During Relationship Barber Placed Mobile Home on Woodard’s Property

Can Barber Replevin Abode From Woodward After Relationship Ends?

David Barber commenced a conversion and replevin action, seeking to recover a mobile home which he situated on the property of Marcia Crout-Woodard during their long-term personal relationship. Barber also sought the rental income derived from the mobile home and received by Woodard following the end of their relationship.

Woodard counterclaimed for money damages, alleging breach of contract, based on Barber’s alleged conversion of rental income he collected in excess of the purchase price of the mobile home prior to the parties’ break-up. Following a nonjury trial, Supreme Court found that no contractual relationship existed between the parties and dismissed the action in its entirety on the ground that the mobile home constituted a fixture on Woodard’s realty and, as such, Barber had no ownership interest upon which to base causes of action sounding in conversion and replevin. Barber appealed.

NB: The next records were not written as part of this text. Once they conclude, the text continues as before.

async fn list_snapshots(State(state): State<AppState>) -> Json<ListResponse<Snapshot>> {
    let inner = state.inner.lock();
    let items = inner
        .snapshots
        .iter()
        .filter_map(|(id, entry)| {
            entry.steps.front().map(|status| snapshot_view(id, entry, *status))
        })
        .collect();
    Json(ListResponse::new(items))
}

async fn get_snapshot(
    State(state): State<AppState>,
    Path(id): Path<String>,
) -> Result<Json<Snapshot>, ApiErr> {
    let mut inner = state.inner.lock();
    let entry = inner.snapshots.get_mut(&id).ok_or_else(|| not_found("Snapshot", &id))?;
    let status = advance(&mut entry.steps).unwrap_or(SnapshotStatus::Created);
    Ok(Json(snapshot_view(&id, entry, status)))
}

async fn download_archive(
    State(state): State<AppState>,
    Path(id): Path<String>,
) -> Result<Vec<u8>, ApiErr> {
    state.inner.lock().archives.get(&id).cloned().ok_or_else(|| not_found("Snapshot", &id))
}

#[derive(Deserialize)]
struct DeploymentFilter {
    deployment_id: Option<String>,
}

async fn list_executions(
    State(state): State<AppState>,
    Query(filter): Query<DeploymentFilter>,
) -> Json<ListResponse<Execution>> {
    let inner = state.inner.lock();
    let items = inner
        .executions
        .values()
        .map(|e| e.execution.clone())
        .filter(|e| filter.deployment_id.is_none() || e.deployment_id == filter.deployment_id)
        .collect();
    Json(ListResponse::new(items))
}

async fn get_execution(
    State(state): State<AppState>,
    Path(id): Path<String>,
) -> Result<Json<Execution>, ApiErr> {
    let mut inner = state.inner.lock();
    let entry = inner.executions.get_mut(&id).ok_or_else(|| not_found("Execution", &id))?;
    if let Some(status) = advance(&mut entry.steps) {
        entry.execution.status = status;
        if status.is_terminal() && !status.is_success() {
            entry.execution.error = entry.error.clone();
        }
    }
    Ok(Json(entry.execution.clone()))
}

#[derive(Deserialize)]
struct EventFilter {
    execution_id: String,
}

async fn list_events(
    State(state): State<AppState>,
    Query(filter): Query<EventFilter>,
) -> Json<ListResponse<Event>> {
    let events = state.inner.lock().events.get(&filter.execution_id).cloned().unwrap_or_default();
    Json(ListResponse::new(events))
}

async fn list_node_instances(
    State(state): State<AppState>,
    Query(filter): Query<DeploymentFilter>,
) -> Json<ListResponse<NodeInstance>> {
    let inner = state.inner.lock();
    let items = inner
        .node_instances
        .values()
        .filter(|n| filter.deployment_id.as_ref().is_none_or(|d| *d == n.deployment_id))
        .cloned()
        .collect();
    Json(ListResponse::new(items))
}

async fn get_node_instance(
    State(state): State<AppState>,
    Path(id): Path<String>,
) -> Result<Json<NodeInstance>, ApiErr> {
    let inner = state.inner.lock();
    inner.node_instances.get(&id).cloned().map(Json).ok_or_else(|| not_found("NodeInstance", &id))
}

// -- write handlers --

async fn create_snapshot(
    State(state): State<AppState>,
    Path(id): Path<String>,
    Json(_request): Json<SnapshotCreateRequest>,
) -> Result<Json<Execution>, ApiErr> {
    let mut inner = state.inner.lock();
    if inner.snapshots.contains_key(&id) {
        return Err(api_error(
            StatusCode::CONFLICT,
            Some("conflict_error"),
            format!("Snapshot `{id}` already exists (conflict)"),
        ));
    }
    let (steps, error) = inner.snapshot_script.clone();
    if steps.last() != Some(&SnapshotStatus::Failed) {
        inner.archives.insert(id.clone(), format!("snapshot:{id}").into_bytes());
    }
    inner.snapshots.insert(id.clone(), SnapshotEntry { steps: steps.into(), error });
    Ok(Json(inner.start_execution("create_snapshot", None)))
}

 Supreme Court correctly considered ownership of the mobile home under common-law principles concerning fixtures upon real estate.

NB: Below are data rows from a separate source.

//! Smoke test: network partition
//!
//!   1. Isolate one standby from every other manager with iptables
//!   2. The rest of the cluster reports it inactive
//!   3. Heal the partition
//!   4. The full cluster is active again and every manager agrees on it
//!
//! Healing is registered as cleanup first, so a failed assertion does not
//! leave the firewall rules behind (unless CLOUDIFY_TEST_NO_CLEANUP is set).

use smoke::{PollOptions, environment, has_managers, require_harness};
use vigil_harness::{Api, ClusterProbe, HarnessError};
use vigil_net::FaultInjector;

#[tokio::test]
async fn isolated_standby_drops_out_and_rejoins() {
    require_harness!();
    let mut env = environment();
    if !has_managers(&env, 3) {
        return;
    }
    let settings = env.settings().clone();
    let size = env.managers().len();
    let apis = env.apis();
    let health = PollOptions::health(&settings);
    let election = PollOptions::leader_election(&settings);

    let leader = ClusterProbe::new(&apis).current_leader(health).await.unwrap();
    let target = env.managers().iter().find(|m| m.name != leader.name).unwrap().name.clone();
    let partition = env.isolate(&target).unwrap();

    let remote = env.manager(&target).unwrap().shared_remote();
    let rules = partition.clone();
    env.cleanup().register(&format!("heal {target}"), move || async move {
        FaultInjector::new(remote.as_ref()).heal(&rules).await?;
        Ok::<_, HarnessError>(())
    });

    env.manager(&target).unwrap().faults().partition(&partition).await.unwrap();

    let others: Vec<Api> =
        env.managers().iter().filter(|m| m.name != target).map(|m| m.api().clone()).collect();
    ClusterProbe::new(&others).wait_for_active(size - 1, election).await.unwrap();

    assert_eq!(env.teardown().await, 0, "heal failed");

    let probe = ClusterProbe::new(&apis);
    probe.wait_for_active(size, election).await.unwrap();
    probe.wait_for_agreement(size, election).await.unwrap();
}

Unlike personal property, fixtures are generally considered part of the real property and are included with the sale unless specifically excluded. The common-law definition of a fixture requires that the personalty in question must: be actually annexed to real property or something appurtenant thereto; be applied to the use or purpose to which that part of the realty with which it is connected is appropriated; and be intended by the parties as a permanent accession to the freehold.

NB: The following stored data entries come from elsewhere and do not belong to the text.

use std::future::Future;
use std::net::{IpAddr, Ipv4Addr};
use std::path::PathBuf;
use std::pin::Pin;
use std::process::Stdio;

use tokio::process::Command;

use crate::cmd::run_command;
use crate::error::NetError;

/// Boxed future for trait methods that need `dyn` dispatch.
pub type BoxFuture<'a, T> = Pin<Box<dyn Future<Output = T> + Send + 'a>>;

/// Captured result of a command on a remote host.
#[derive(Debug, Clone, Default, PartialEq, Eq)]
pub struct CommandOutput {
    pub stdout: String,
    pub stderr: String,
    pub code: i32,
}

impl CommandOutput {
    pub fn success(&self) -> bool {
        self.code == 0
    }

    /// Trimmed stdout on success, `NetError::Remote` otherwise.
    pub fn into_stdout(self, host: IpAddr, command: &str) -> Result<String, NetError> {
        if self.success() {
            Ok(self.stdout.trim().to_string())
        } else {
            Err(NetError::Remote {
                host,
                command: command.to_string(),
                code: self.code,
                stderr: self.stderr.trim().to_string(),
            })
        }
    }
}

/// Command-execution channel to one host.
///
/// Production code uses `SshRemote`; tests substitute an in-memory
/// implementation from `vigil-support`.
pub trait Remote: Send + Sync {
    /// Address this remote executes on.
    fn host(&self) -> IpAddr;

    /// Run a shell command and capture its output regardless of exit code.
    fn exec<'a>(&'a self, command: &'a str) -> BoxFuture<'a, Result<CommandOutput, NetError>>;

    /// Drop any cached connection. The next `exec` reconnects.
    fn reset(&self) -> BoxFuture<'_, ()>;

    /// Run a command, returning trimmed stdout or an error on non-zero exit.
    fn run<'a>(&'a self, command: &'a str) -> BoxFuture<'a, Result<String, NetError>> {
        Box::pin(async move {
            let output = self.exec(command).await?;
            output.into_stdout(self.host(), command)
        })
    }
}

/// `Remote` backed by the OpenSSH client.
///
/// Sessions are multiplexed through a ControlMaster socket per host, so
/// consecutive commands reuse one TCP connection until `reset` tears it down.
pub struct SshRemote {
    host: IpAddr,
    user: String,
    port: u16,
    key_path: Option<PathBuf>,
    control_dir: PathBuf,
}

/// ssh reserves exit status 255 for its own connection errors.
const SSH_CONNECTION_ERROR: i32 = 255;

impl SshRemote {
    pub fn new(host: IpAddr, user: &str, port: u16, key_path: Option<PathBuf>) -> Self {
        Self {
            host,
            user: user.to_string(),
            port,
            key_path,
            control_dir: std::env::temp_dir().join("vigil-ssh"),
        }
    }

    fn destination(&self) -> String {
        format!("{}@{}", self.user, self.host)
    }

    fn control_path(&self) -> String {
        format!("ControlPath={}/%C", self.control_dir.display())
    }

    fn base_args(&self) -> Vec<String> {
        let mut args: Vec<String> = [
            "-o",
            "BatchMode=yes",
            "-o",
            "StrictHostKeyChecking=no",
            "-o",
            "UserKnownHostsFile=/dev/null",
            "-o",
            "LogLevel=ERROR",
            "-o",
            "ConnectTimeout=10",
            "-o",
            "ControlMaster=auto",
            "-o",
            "ControlPersist=60",
        ]
        .into_iter()
        .map(String::from)
        .collect();
        args.push("-o".into());
        args.push(self.control_path());
        args.push("-p".into());
        args.push(self.port.to_string());
        if let Some(key) = &self.key_path {
            args.push("-i".into());
            args.push(key.display().to_string());
        }
        args
    }

    async fn exec_impl(&self, command: &str) -> Result<CommandOutput, NetError> {
        tokio::fs::create_dir_all(&self.control_dir).await?;
        let output = Command::new("ssh")
            .args(self.base_args())
            .arg(self.destination())
            .arg(command)
            .stdin(Stdio::null())
            .output()
            .await
            .map_err(|e| {
                if e.kind() == std::io::ErrorKind::NotFound {
                    NetError::CommandNotFound { program: "ssh".to_string() }
                } else {
                    NetError::Io(e)
                }
            })?;

        let code = output.status.code().unwrap_or(SSH_CONNECTION_ERROR);
        let stderr = String::from_utf8_lossy(&output.stderr).to_string();
        if code == SSH_CONNECTION_ERROR {
            return Err(NetError::Disconnected { host: self.host, message: stderr.trim().into() });
        }
        let stdout = String::from_utf8_lossy(&output.stdout).to_string();
        Ok(CommandOutput { stdout, stderr, code })
    }

    /// `ssh -O exit` against the same control socket `exec` uses. The socket
    /// name hashes the port, so the full connection arguments are required.
    fn reset_args(&self) -> Vec<String> {
        let mut args = self.base_args();
        args.extend(["-O".into(), "exit".into(), self.destination()]);
        args
    }

    async fn reset_impl(&self) {
        let args = self.reset_args();
        let args: Vec<&str> = args.iter().map(String::as_str).collect();
        if let Err(e) = run_command("ssh", &args).await {
            tracing::debug!(host = %self.host, "ssh control reset: {e}");
        }
    }
}

impl Remote for SshRemote {
    fn host(&self) -> IpAddr {
        self.host
    }

    fn exec<'a>(&'a self, command: &'a str) -> BoxFuture<'a, Result<CommandOutput, NetError>> {
        Box::pin(self.exec_impl(command))
    }

    fn reset(&self) -> BoxFuture<'_, ()> {
        Box::pin(self.reset_impl())
    }
}

/// `Remote` that runs commands on this machine through `sh -c`.
///
/// Used when the harness runs on the host under test.
pub struct LocalRemote;

impl LocalRemote {
    async fn exec_impl(&self, command: &str) -> Result<CommandOutput, NetError> {
        let output = Command::new("sh")
            .args(["-c", command])
            .stdin(Stdio::null())
            .output()
            .await
            .map_err(NetError::Io)?;
        Ok(CommandOutput {
            stdout: String::from_utf8_lossy(&output.stdout).to_string(),
            stderr: String::from_utf8_lossy(&output.stderr).to_string(),
            code: output.status.code().unwrap_or(-1),
        })
    }
}

impl Remote for LocalRemote {
    fn host(&self) -> IpAddr {
        IpAddr::V4(Ipv4Addr::LOCALHOST)
    }

    fn exec<'a>(&'a self, command: &'a str) -> BoxFuture<'a, Result<CommandOutput, NetError>> {
        Box::pin(self.exec_impl(command))
    }

    fn reset(&self) -> BoxFuture<'_, ()> {
        Box::pin(std::future::ready(()))
    }
}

Barber contended that Supreme Court erred in determining that the mobile home satisfied those requisite elements as, according to him, the evidence at trial established that the mobile home was not permanently attached, nor intended to be permanently attached, to Woodard’s land. In reviewing a nonjury verdict on appeal, the Court had broad authority to independently evaluate the evidence and render a judgment warranted by the facts, with due deference to the trial court’s credibility assessments.

Here, reviewing the evidence independently, the record supported Supreme Court’s determination. By his own testimony, Barber poured a concrete pad, removed the wheels, secured the mobile home to the concrete pad with steel cables, brackets and fastening skirting wrapped around the bottom of the mobile home, bolted it to the ground and then connected it to the electrical, municipal water and sewer systems. Woodard’s testimony reflected that, when the relationship ended, she acquiesced to Barber’s wish to uninstall and remove the mobile home. But by the  time Barber was prepared to move the mobile home — approximately a year later — Woodard refused.

Barber proved that it would be possible to move the mobile home and that Woodard previously demanded that it be removed–but such proof was insufficient to satisfy his burden with regard to its permanency on Woodard’s land. The critical factor was not whether the mobile home could be uninstalled and relocated, nor the degree of physical force required to do so but, rather, the motive and intention as measured at the time it was annexed. The permanency of the attachment does not depend so much upon the degree of physical force with which the thing is attached as upon the motive and intention of the party in attaching it. Less significance is accorded to the manner of annexation and more to the intention of the person annexing the property.

Barber’s intent at the time he affixed the mobile home must be deduced from the circumstances. At the time he purchased the mobile home, the parties had been together for six years and Woodard had recently inherited the real property. For most of the next five years, the mobile home was occupied by tenants and, at least until the $13,000 purchase price was recouped in rental income, such monies inured to Barber with Woodard’s consent.  Woodard was issued the building permit and the certificate of occupancy. The evidence showed that, some six years later when their relationship ended, there was a temporary meeting of the minds that the mobile home would be removed. But the evidence also strongly supported that there was a mutual contrary intention at the time it was installed. Thus, Supreme Court correctly determined that the mobile home was a fixture that goes with the land, to which Woodard had the superior claim. Stated otherwise, in the absence of a right of ownership, Barber could not establish that Woodard exercised dominion in derogation of his rights. Accordingly, Supreme Court properly dismissed the action.